(TASK REQUIREMENTS)
From the entries, filter out every line that lacks "rusqlite" and copy the rest.

(RECORDS SHOWN)
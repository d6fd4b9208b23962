//! Storage error types
//!
//! Defines all errors that can occur while talking to the analytical store.

use thiserror::Error;

/// Errors that can occur in the storage layer
#[derive(Error, Debug)]
pub enum StorageError {
    /// I/O operation failed
    #[error("IO error: {0}")]
    Io(#[from] std::io::Error),

    /// Could not obtain or use a pooled connection
    #[error("Connection pool error: {0}")]
    Pool(String),

    /// The engine rejected or failed a statement
    #[error("SQL error: {0}")]
    Sql(#[from] rusqlite::Error),

    /// A single-row query returned no row
    #[error("Query returned no rows")]
    EmptyResult,

    /// CSV input could not be read
    #[error("CSV error: {0}")]
    Csv(#[from] csv::Error),

    /// A CSV record was readable but invalid
    #[error("Invalid record at row {row}: {message}")]
    InvalidRecord { row: u64, message: String },
}

impl From<deadpool_sqlite::PoolError> for StorageError {
    fn from(err: deadpool_sqlite::PoolError) -> Self {
        StorageError::Pool(err.to_string())
    }
}

impl From<deadpool_sqlite::InteractError> for StorageError {
    fn from(err: deadpool_sqlite::InteractError) -> Self {
        StorageError::Pool(format!("connection task failed: {}", err))
    }
}

/// Result type alias for storage operations
pub type StorageResult<T> = Result<T, StorageError>;

#[cfg(test)]
mod tests {
    use super::*;

    #[test]
    fn test_error_display() {
        let err = StorageError::InvalidRecord {
            row: 3,
            message: "bad timestamp".to_string(),
        };
        assert_eq!(err.to_string(), "Invalid record at row 3: bad timestamp");

        assert_eq!(StorageError::EmptyResult.to_string(), "Query returned no rows");
    }

    #[test]
    fn test_io_error_conversion() {
        let io_err = std::io::Error::new(std::io::ErrorKind::NotFound, "file not found");
        let storage_err: StorageError = io_err.into();
        assert!(matches!(storage_err, StorageError::Io(_)));
    }

    #[test]
    fn test_sql_error_conversion() {
        let err: StorageError = rusqlite::Error::InvalidQuery.into();
        assert!(matches!(err, StorageError::Sql(_)));
    }
}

(THE COMPLETED TASK)
    Sql(#[from] rusqlite::Error),
        let err: StorageError = rusqlite::Error::InvalidQuery.into();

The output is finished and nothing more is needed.